The Medici family has always been associated with balls. Six of them to be exact. Their family emblem, five red balls (palle, in Italian) and one blue, on a gold shield, decorate numerous buildings all over Florence and Tuscany-any palazzo, church or monument to which the Medici had connections or that was financed using Medici money. Considering that at their prime the family had its fingers in virtually every pie in Florence, it is not surprising that half the buildings in the city seem to display the symbol. A coontemporary of Cosimo il Vecchio once declared, outraged, that in the church of San Marco, ‘he had even emblazoned the monks’ privies with his balls!’
Even though this symbol of Medici power is widely recognised, its origins are shrouded in mystery and have been the object of much speculation through the centuries.
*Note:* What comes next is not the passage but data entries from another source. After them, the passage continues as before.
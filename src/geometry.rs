//! Pose geometry utilities
//!
//! Derives torso-center position and head-orientation angles from a single
//! keypoint frame. Absent keypoints are data, not errors: every function
//! here returns a defined value when landmarks are missing or occluded.

use crate::types::{keypoint_index, HeadOrientation, Keypoint, PoseFrame};

/// Keypoints averaged into the torso center
const TORSO_KEYPOINTS: [usize; 4] = [
    keypoint_index::LEFT_SHOULDER,
    keypoint_index::RIGHT_SHOULDER,
    keypoint_index::LEFT_HIP,
    keypoint_index::RIGHT_HIP,
];

/// Guard added to near-zero angle denominators
const ANGLE_EPSILON: f64 = 0.001;

/// Fixed reference scale for pitch; a coarse approximation independent of
/// measured head size
const PITCH_REFERENCE_SCALE: f64 = 0.1;

/// Mean (x, y) of the visible shoulder/hip keypoints, the movement proxy
/// for the whole body. `None` when no torso keypoint is visible.
pub fn torso_center(frame: &PoseFrame) -> Option<(f64, f64)> {
    let mut sum_x = 0.0;
    let mut sum_y = 0.0;
    let mut count = 0usize;

    for &index in &TORSO_KEYPOINTS {
        if let Some(kp) = frame.keypoints.get(index) {
            if kp.is_visible() {
                sum_x += kp.x;
                sum_y += kp.y;
                count += 1;
            }
        }
    }

    if count == 0 {
        return None;
    }
    Some((sum_x / count as f64, sum_y / count as f64))
}

/// Euclidean distance between the torso centers of two frames.
/// 0.0 when either center is absent.
pub fn displacement(a: &PoseFrame, b: &PoseFrame) -> f64 {
    match (torso_center(a), torso_center(b)) {
        (Some((ax, ay)), Some((bx, by))) => {
            let dx = bx - ax;
            let dy = by - ay;
            (dx * dx + dy * dy).sqrt()
        }
        _ => 0.0,
    }
}

/// Head orientation estimated from nose and ear keypoints.
///
/// Yaw comes from the nose offset relative to the ear midpoint, normalized
/// by inter-ear distance; pitch from the nose's vertical offset against the
/// fixed reference scale; roll from the angle of the ear-to-ear line.
/// `None` when the nose or either ear is not visible.
pub fn head_orientation(frame: &PoseFrame) -> Option<HeadOrientation> {
    let nose = visible_keypoint(frame, keypoint_index::NOSE)?;
    let left_ear = visible_keypoint(frame, keypoint_index::LEFT_EAR)?;
    let right_ear = visible_keypoint(frame, keypoint_index::RIGHT_EAR)?;

    let ear_dx = right_ear.x - left_ear.x;
    let ear_mid_x = (left_ear.x + right_ear.x) / 2.0;
    let yaw = (nose.x - ear_mid_x)
        .atan2(ear_dx.abs() + ANGLE_EPSILON)
        .to_degrees();

    let ear_mid_y = (left_ear.y + right_ear.y) / 2.0;
    let pitch = (nose.y - ear_mid_y)
        .atan2(PITCH_REFERENCE_SCALE)
        .to_degrees();

    let roll = (right_ear.y - left_ear.y)
        .atan2(ear_dx + ANGLE_EPSILON)
        .to_degrees();

    Some(HeadOrientation { yaw, pitch, roll })
}

/// Whether the head is within the forward-facing tolerance.
/// False, not an error, when the orientation cannot be resolved.
pub fn is_on_task(frame: &PoseFrame, yaw_threshold: f64, pitch_threshold: f64) -> bool {
    match head_orientation(frame) {
        Some(orientation) => {
            orientation.yaw.abs() <= yaw_threshold && orientation.pitch.abs() <= pitch_threshold
        }
        None => false,
    }
}

fn visible_keypoint(frame: &PoseFrame, index: usize) -> Option<&Keypoint> {
    frame.keypoints.get(index).filter(|kp| kp.is_visible())
}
The most captivating, but almost certainly apocryphal, theory is that the balls represent dents in a shield, inflicted on one of Charlemagne’s knights, Averardo, by the fearsome giant Mugello. In their time, the Medici claimed to be descended from this heroic, but most likely fictional, cavalier. The story goes that Averardo eventually defeated the giant, and as a reward for ridding the land of such a terrible monster, Charlemagne not only gave him the dead giant’s lands (the area of the Mugello, home to the Medici) but also granted him permission to use the image of his mauled shield as a coat of arms.
Other, more credible theories posit less distinguished origins for the balls. Some say they represent pharmaceutical pills, or possibly cupping glasses (a late-medieval medical instrument used to draw blood), recalling the possible origins of the Medici as doctors (the Italian word for ‘doctors’ is medici). However, many people claim that this story was in fact invented at the French court in the sixteenth century in order to slander Queen Caterina de’ Medici by reminding the people of her humble origins. The balls are also sometimes said to be bitter red oranges, alluding to the trade the Medici family conducted with the East. Others believe the balls are bezants, Byzantine coins, copied from the coat of arms of the Guild of Moneychangers (Arte del Cambio) to which the Medici belonged. Family members occasionally used different numbers of balls; evidence of this can be still be seen around Florence: San Lorenzo’s Old Sacristy contains both a shield with seven balls, while another on the ceiling has eight, and Cosimo I’s tomb in the Cappelle Medicee displays only five.
Whatever their origin, the balls became inextricably tied to the Medici family and all they did. Their rallying cry in times of war was Palle, palle, palle! In 1496, there were so many Medici coats of arms on the buildings of Florence that Savonarola, the famous critic and reformist, claimed that even the places of importance usually reserved for the crucifix in churches had been usurped by the Medici’s balls.